TO DO:
Within the records below is a range that opens at the line with "override this; the" and closes at the line with "of the input.". Return that range word for word, both ends included, and only that range.

Source data:
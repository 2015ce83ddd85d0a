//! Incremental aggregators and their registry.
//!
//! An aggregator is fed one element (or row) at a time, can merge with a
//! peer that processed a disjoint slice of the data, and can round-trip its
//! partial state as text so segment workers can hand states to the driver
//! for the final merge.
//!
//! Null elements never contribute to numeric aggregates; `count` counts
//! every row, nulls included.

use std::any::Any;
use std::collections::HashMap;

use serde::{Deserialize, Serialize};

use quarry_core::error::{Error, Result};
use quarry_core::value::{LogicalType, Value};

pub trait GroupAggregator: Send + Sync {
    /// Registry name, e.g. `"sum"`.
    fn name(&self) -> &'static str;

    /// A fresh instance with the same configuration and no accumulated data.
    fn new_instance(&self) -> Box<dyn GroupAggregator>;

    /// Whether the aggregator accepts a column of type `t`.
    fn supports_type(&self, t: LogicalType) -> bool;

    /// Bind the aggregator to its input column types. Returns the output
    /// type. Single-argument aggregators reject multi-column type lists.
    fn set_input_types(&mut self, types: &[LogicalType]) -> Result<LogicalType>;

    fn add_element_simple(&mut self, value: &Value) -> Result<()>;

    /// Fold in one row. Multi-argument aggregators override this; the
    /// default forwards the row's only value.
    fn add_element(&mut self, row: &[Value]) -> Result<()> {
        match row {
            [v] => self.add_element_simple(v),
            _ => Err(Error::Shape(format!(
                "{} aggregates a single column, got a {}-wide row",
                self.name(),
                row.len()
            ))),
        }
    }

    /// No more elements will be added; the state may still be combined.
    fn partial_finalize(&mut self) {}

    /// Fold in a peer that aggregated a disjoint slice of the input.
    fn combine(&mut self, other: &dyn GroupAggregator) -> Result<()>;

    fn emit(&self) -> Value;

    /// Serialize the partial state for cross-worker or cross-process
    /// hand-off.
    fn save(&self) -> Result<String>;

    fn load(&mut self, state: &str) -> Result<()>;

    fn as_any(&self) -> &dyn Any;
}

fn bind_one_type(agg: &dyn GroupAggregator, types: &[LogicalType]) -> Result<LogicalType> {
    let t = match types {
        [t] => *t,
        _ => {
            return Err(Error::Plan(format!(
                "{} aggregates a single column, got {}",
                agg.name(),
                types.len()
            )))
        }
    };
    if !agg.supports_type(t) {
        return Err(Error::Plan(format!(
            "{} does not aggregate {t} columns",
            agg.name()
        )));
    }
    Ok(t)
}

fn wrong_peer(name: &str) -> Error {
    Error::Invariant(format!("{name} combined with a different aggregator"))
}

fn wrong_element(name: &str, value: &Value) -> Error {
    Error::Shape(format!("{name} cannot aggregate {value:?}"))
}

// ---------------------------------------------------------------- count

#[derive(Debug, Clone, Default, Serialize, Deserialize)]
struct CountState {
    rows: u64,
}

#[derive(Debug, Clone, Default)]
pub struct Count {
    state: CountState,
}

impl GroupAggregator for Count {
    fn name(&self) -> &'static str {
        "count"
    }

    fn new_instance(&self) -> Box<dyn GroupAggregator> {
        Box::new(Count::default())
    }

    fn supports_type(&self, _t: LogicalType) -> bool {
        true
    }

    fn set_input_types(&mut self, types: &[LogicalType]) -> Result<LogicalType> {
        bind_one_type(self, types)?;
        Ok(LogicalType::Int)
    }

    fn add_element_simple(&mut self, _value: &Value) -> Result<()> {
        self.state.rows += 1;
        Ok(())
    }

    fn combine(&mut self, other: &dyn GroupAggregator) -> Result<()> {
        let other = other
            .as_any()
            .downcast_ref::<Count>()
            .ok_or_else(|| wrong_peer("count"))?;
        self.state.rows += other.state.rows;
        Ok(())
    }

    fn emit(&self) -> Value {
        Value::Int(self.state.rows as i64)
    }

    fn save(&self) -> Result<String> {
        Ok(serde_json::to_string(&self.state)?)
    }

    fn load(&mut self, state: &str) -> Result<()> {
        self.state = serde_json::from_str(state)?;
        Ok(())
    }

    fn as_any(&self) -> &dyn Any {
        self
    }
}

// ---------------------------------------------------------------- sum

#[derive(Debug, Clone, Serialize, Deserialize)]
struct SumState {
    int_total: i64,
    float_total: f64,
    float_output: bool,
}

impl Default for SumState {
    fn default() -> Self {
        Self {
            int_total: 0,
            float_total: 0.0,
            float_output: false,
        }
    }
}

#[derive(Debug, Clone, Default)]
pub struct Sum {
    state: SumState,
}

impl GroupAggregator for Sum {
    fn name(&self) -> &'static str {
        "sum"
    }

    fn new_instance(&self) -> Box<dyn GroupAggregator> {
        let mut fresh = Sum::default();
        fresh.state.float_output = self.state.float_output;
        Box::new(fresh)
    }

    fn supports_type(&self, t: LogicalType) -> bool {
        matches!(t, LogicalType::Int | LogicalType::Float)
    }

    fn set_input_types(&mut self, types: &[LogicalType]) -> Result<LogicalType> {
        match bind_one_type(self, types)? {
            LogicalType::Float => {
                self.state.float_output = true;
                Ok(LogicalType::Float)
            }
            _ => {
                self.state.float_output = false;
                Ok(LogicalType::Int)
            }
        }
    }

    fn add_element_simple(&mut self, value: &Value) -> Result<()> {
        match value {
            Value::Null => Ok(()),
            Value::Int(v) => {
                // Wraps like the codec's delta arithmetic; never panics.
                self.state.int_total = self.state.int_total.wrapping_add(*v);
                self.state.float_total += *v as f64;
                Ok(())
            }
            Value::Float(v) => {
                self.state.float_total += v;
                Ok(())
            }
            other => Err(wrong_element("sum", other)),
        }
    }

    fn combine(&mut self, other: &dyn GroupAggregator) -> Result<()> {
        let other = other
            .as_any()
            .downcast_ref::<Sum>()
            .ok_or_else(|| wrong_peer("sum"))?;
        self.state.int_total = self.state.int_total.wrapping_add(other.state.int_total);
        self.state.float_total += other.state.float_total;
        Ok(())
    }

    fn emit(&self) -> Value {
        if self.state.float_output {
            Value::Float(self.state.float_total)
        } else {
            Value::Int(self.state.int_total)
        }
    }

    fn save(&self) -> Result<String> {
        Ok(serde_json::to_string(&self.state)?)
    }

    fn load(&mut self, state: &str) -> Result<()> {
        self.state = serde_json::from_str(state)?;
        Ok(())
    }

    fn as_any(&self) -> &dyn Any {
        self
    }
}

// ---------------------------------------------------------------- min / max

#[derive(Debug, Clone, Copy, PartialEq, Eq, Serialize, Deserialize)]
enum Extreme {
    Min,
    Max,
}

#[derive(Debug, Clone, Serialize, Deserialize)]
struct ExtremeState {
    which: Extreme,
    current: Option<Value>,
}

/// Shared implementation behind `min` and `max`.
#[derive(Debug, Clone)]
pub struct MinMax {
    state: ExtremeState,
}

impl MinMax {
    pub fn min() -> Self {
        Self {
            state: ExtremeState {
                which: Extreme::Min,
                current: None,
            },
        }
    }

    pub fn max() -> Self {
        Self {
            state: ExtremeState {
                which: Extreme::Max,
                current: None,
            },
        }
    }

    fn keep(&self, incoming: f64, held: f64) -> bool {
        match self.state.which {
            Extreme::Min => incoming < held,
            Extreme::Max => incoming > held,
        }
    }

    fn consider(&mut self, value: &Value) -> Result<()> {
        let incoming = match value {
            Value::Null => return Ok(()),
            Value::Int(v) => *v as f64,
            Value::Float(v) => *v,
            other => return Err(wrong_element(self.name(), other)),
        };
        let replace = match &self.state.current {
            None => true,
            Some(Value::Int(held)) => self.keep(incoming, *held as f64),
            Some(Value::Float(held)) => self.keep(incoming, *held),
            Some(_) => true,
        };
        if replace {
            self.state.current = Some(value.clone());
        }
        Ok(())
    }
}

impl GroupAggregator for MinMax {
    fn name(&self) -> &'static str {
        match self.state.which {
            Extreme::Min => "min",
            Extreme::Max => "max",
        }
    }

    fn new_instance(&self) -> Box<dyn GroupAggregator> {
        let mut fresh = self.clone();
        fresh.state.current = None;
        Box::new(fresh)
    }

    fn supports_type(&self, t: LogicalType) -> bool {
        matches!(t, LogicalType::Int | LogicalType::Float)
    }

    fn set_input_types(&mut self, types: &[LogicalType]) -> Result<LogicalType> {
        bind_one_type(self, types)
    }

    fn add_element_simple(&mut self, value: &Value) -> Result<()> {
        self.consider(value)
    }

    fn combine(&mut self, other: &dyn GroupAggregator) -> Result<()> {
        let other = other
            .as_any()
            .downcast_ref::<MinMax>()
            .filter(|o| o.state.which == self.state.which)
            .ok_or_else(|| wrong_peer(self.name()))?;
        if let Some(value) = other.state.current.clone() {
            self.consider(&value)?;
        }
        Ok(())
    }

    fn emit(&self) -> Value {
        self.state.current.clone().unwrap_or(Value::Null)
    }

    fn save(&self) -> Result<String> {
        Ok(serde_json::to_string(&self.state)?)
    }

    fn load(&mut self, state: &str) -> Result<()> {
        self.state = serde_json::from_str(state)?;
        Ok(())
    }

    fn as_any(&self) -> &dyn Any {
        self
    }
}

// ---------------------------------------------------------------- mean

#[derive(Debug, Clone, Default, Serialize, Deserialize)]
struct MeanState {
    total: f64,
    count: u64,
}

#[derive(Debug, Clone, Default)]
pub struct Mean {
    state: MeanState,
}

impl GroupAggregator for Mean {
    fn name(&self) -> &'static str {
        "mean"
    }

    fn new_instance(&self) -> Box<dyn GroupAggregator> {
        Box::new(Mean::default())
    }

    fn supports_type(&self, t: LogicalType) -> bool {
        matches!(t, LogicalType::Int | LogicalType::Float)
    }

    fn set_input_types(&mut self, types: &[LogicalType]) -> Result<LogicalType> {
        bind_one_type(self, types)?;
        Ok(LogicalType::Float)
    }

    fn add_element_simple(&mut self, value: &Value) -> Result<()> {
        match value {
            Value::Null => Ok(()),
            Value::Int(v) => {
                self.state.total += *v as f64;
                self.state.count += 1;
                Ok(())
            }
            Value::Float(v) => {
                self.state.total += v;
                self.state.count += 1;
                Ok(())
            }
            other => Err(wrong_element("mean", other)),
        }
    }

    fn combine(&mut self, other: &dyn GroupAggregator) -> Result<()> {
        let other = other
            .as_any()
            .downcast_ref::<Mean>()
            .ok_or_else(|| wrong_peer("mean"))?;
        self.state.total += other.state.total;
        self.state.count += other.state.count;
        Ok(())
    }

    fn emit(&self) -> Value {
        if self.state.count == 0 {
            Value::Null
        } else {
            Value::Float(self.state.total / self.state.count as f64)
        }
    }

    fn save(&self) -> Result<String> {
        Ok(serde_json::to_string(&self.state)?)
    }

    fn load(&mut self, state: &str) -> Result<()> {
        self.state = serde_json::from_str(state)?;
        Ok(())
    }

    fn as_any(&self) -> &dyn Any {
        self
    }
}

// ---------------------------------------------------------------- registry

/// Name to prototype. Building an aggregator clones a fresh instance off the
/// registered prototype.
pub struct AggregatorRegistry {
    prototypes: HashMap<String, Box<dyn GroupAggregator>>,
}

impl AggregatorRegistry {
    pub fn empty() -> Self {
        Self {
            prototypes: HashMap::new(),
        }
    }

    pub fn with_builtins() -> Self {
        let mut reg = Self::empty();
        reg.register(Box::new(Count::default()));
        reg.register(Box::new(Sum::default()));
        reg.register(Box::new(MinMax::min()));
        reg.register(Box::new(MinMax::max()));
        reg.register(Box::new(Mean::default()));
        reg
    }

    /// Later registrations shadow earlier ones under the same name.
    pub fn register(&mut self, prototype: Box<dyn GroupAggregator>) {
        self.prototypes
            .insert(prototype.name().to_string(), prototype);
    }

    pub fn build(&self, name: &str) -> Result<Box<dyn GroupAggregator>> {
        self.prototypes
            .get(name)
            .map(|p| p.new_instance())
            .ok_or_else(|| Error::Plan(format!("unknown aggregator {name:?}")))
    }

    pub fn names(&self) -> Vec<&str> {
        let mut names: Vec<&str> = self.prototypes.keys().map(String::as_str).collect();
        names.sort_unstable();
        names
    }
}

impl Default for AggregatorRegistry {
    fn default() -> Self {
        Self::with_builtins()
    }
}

SOLUTION FOR THIS PROBLEM:
    /// Fold in one row. Multi-argument aggregators override this; the
    /// default forwards the row's only value.
    fn add_element(&mut self, row: &[Value]) -> Result<()> {
        match row {
            [v] => self.add_element_simple(v),
            _ => Err(Error::Shape(format!(
                "{} aggregates a single column, got a {}-wide row",
                self.name(),
                row.len()
            ))),
        }
    }

    /// No more elements will be added; the state may still be combined.
    fn partial_finalize(&mut self) {}

    /// Fold in a peer that aggregated a disjoint slice of the input.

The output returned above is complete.